I built a project based off of this description, but substituted an STGP7NC60HD IGBT. See the schematic below (Note: IGBT symbol doesn't exist as of this post, so JFET was substituted). The coil and points breaker are external to the circuit.
I soldered everything together and tested it on an old car that has its coil and points configured like this circuit (points connect primary to ground). The car cranked, but no ignition.

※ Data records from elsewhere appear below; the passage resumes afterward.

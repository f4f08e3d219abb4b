//! # Wire Messages
//!
//! The six WDM message shapes exchanged between a subscriber and a publisher.
//!
//! ## Flow
//!
//! ```text
//! Subscriber                               Publisher
//!     │ ── SubscribeRequest ──────────────────→ │
//!     │ ←────────────────── SubscribeResponse ── │
//!     │ ←──────────── Notify (full state, 0..n) ─ │
//!     │ ←──────────────────── Notify (diff) ──── │
//!     │ ── UpdateRequest ─────────────────────→ │
//!     │ ←───────────────────── UpdateResponse ── │
//!     │ ── Cancel ────────────────────────────→ │
//! ```
//!
//! Paths and values inside messages are opaque bytes produced by the path
//! codec; nothing here knows about schemas.

use crate::ids::{
    DataVersion, InstanceId, ProfileId, RequestId, ResourceId, SchemaVersion, SubscriptionId,
};
use serde::{Deserialize, Serialize};
use serde_with::{serde_as, Bytes};
use std::fmt;

/// One encoded `(path, value)` pair.
#[serde_as]
#[derive(Debug, Clone, PartialEq, Eq, Serialize, Deserialize)]
pub struct EncodedPair {
    /// Codec-encoded wire path.
    #[serde_as(as = "Bytes")]
    pub path: Vec<u8>,
    /// Codec-encoded typed value.
    #[serde_as(as = "Bytes")]
    pub value: Vec<u8>,
}

/// Request to subscribe to instances of one profile on one resource.
#[derive(Debug, Clone, PartialEq, Eq, Serialize, Deserialize)]
pub struct SubscribeRequest {
    /// Subscription this request opens or reconciles.
    pub subscription_id: SubscriptionId,
    /// Trait type.
    pub profile_id: ProfileId,
    /// Resource the instances are bound to.
    pub resource_id: ResourceId,
    /// Requested instances.
    pub instance_ids: Vec<InstanceId>,
    /// Schema version the subscriber speaks.
    pub requested_version: SchemaVersion,
    /// Subscriber's last-seen data version per instance (same order).
    pub last_seen: Vec<Option<DataVersion>>,
}

/// Why a publisher refused a subscription.
#[derive(Debug, Clone, PartialEq, Eq, Serialize, Deserialize)]
pub enum RejectReason {
    /// No instance with this id is published.
    UnknownInstance(InstanceId),
    /// The requested schema version is outside the supported range.
    IncompatibleVersion {
        /// Version the subscriber asked for.
        requested: SchemaVersion,
        /// Lowest version the publisher speaks.
        min: SchemaVersion,
        /// Highest version the publisher speaks.
        max: SchemaVersion,
    },
    /// Publisher cannot take more subscriptions.
    ResourceExhausted,
    /// Request was malformed.
    Malformed(String),
}

impl fmt::Display for RejectReason {
    fn fmt(&self, f: &mut fmt::Formatter<'_>) -> fmt::Result {
        match self {
            Self::UnknownInstance(id) => write!(f, "unknown instance {}", id.0),
            Self::IncompatibleVersion { requested, min, max } => write!(
                f,
                "schema version {} outside {}..={}",
                requested.0, min.0, max.0
            ),
            Self::ResourceExhausted => f.write_str("resource exhausted"),
            Self::Malformed(reason) => write!(f, "malformed request: {}", reason),
        }
    }
}

/// Outcome of a subscribe request.
#[derive(Debug, Clone, PartialEq, Eq, Serialize, Deserialize)]
pub enum SubscribeStatus {
    /// Subscription accepted.
    Accepted,
    /// Subscription refused.
    Rejected(RejectReason),
}

/// Publisher's answer to a subscribe request.
#[derive(Debug, Clone, PartialEq, Eq, Serialize, Deserialize)]
pub struct SubscribeResponse {
    /// Subscription being answered.
    pub subscription_id: SubscriptionId,
    /// Accept or reject.
    pub status: SubscribeStatus,
    /// Current data version per requested instance (empty on reject).
    pub current_versions: Vec<DataVersion>,
}

/// Publisher → subscriber data push.
#[serde_as]
#[derive(Debug, Clone, PartialEq, Eq, Serialize, Deserialize)]
pub struct Notify {
    /// Subscription the notify belongs to.
    pub subscription_id: SubscriptionId,
    /// Instance the pairs apply to.
    pub instance_id: InstanceId,
    /// Version the diff applies on top of (`None` for full state).
    pub base_version: Option<DataVersion>,
    /// Version after applying the pairs.
    pub version: DataVersion,
    /// True when `pairs` carries every present leaf of the trait.
    pub full_state: bool,
    /// Encoded paths whose previous content is replaced by `pairs`.
    #[serde_as(as = "Vec<Bytes>")]
    pub scopes: Vec<Vec<u8>>,
    /// Changed leaves.
    pub pairs: Vec<EncodedPair>,
}

/// Subscriber → publisher mutation request.
#[serde_as]
#[derive(Debug, Clone, PartialEq, Eq, Serialize, Deserialize)]
pub struct UpdateRequest {
    /// Subscription the update is sent on.
    pub subscription_id: SubscriptionId,
    /// Correlates the response.
    pub request_id: RequestId,
    /// Instance to mutate.
    pub instance_id: InstanceId,
    /// Version the mutation was made against.
    pub base_version: DataVersion,
    /// Encoded paths whose previous content is replaced by `pairs`.
    #[serde_as(as = "Vec<Bytes>")]
    pub scopes: Vec<Vec<u8>>,
    /// Leaves to write.
    pub pairs: Vec<EncodedPair>,
}

/// Outcome of an update request.
#[derive(Debug, Clone, PartialEq, Eq, Serialize, Deserialize)]
pub enum UpdateStatus {
    /// Applied; the instance is now at this version.
    Success(DataVersion),
    /// Base version was stale; carries the publisher's current version.
    VersionConflict(DataVersion),
    /// A path or value did not match the publisher's schema.
    SchemaError(String),
}

/// Publisher's answer to an update request.
#[derive(Debug, Clone, PartialEq, Eq, Serialize, Deserialize)]
pub struct UpdateResponse {
    /// Subscription the update was sent on.
    pub subscription_id: SubscriptionId,
    /// Request being answered.
    pub request_id: RequestId,
    /// Result.
    pub status: UpdateStatus,
}

/// Ends (part of) a subscription.
#[derive(Debug, Clone, PartialEq, Eq, Serialize, Deserialize)]
pub struct Cancel {
    /// Subscription being canceled.
    pub subscription_id: SubscriptionId,
    /// Instances to drop.
    pub instance_ids: Vec<InstanceId>,
}

/// Any WDM protocol message.
#[derive(Debug, Clone, PartialEq, Eq, Serialize, Deserialize)]
pub enum WdmMessage {
    /// See [`SubscribeRequest`].
    SubscribeRequest(SubscribeRequest),
    /// See [`SubscribeResponse`].
    SubscribeResponse(SubscribeResponse),
    /// See [`Notify`].
    Notify(Notify),
    /// See [`UpdateRequest`].
    UpdateRequest(UpdateRequest),
    /// See [`UpdateResponse`].
    UpdateResponse(UpdateResponse),
    /// See [`Cancel`].
    Cancel(Cancel),
}

impl WdmMessage {
    /// Subscription the message belongs to.
    pub fn subscription_id(&self) -> SubscriptionId {
        match self {
            WdmMessage::SubscribeRequest(m) => m.subscription_id,
            WdmMessage::SubscribeResponse(m) => m.subscription_id,
            WdmMessage::Notify(m) => m.subscription_id,
            WdmMessage::UpdateRequest(m) => m.subscription_id,
            WdmMessage::UpdateResponse(m) => m.subscription_id,
            WdmMessage::Cancel(m) => m.subscription_id,
        }
    }

    /// Short name for logging.
    pub fn kind(&self) -> &'static str {
        match self {
            WdmMessage::SubscribeRequest(_) => "subscribe_request",
            WdmMessage::SubscribeResponse(_) => "subscribe_response",
            WdmMessage::Notify(_) => "notify",
            WdmMessage::UpdateRequest(_) => "update_request",
            WdmMessage::UpdateResponse(_) => "update_response",
            WdmMessage::Cancel(_) => "cancel",
        }
    }
}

I took the circuit inside, hooked it up a 12V power supply, and substituted a 12V DC motor for the coil. Not a perfect substitute, but what I had at hand and my power supply wouldn't be able to handle power required to run the coil. I found that when I disconnected the lead that hooks up to the points from ground (the equivalent of the points breaker opening), the motor didn't stop as expected. I took the following readings with the equivalent of the points open:
Base voltage of the BJT: .638V (note that the data sheet lists base emitter saturation voltage at 1.8V).
Collector of the BJT/gate of the IGBT: 12.26V
IGBT collector: 1V
12V DC rail: 12.38V
This means \$i_b=(12.38-.638)/47k = .25mA\$. With a current gain of 100 (EDIT: this is not the correct value! Thanks Tut!), I calculated \$i_c=25mA\$, and \$ v_c = (12.38-25m*10k)=-237V\$, and this being much more than the rail could handle would put the device well into saturation mode.
But these readings indicate the BJT transistor didn't go into saturation. I'm a bit lost, and don't understand why the base emitter voltage didn't go to 1.8V, and why the BJT didn't go into saturation. My solid state knowledge/skills/experience never was very good, and it's been rusting for 5+ years now. Can someone help me understand what I'm missing?
EDIT: I just bench tested the device with a 100, then 40, then 20 ohm resistor as load with pretty much the same result: \$V_{be}=.63V\$, so the BJT isn't going into saturation and shutting the IGBT off.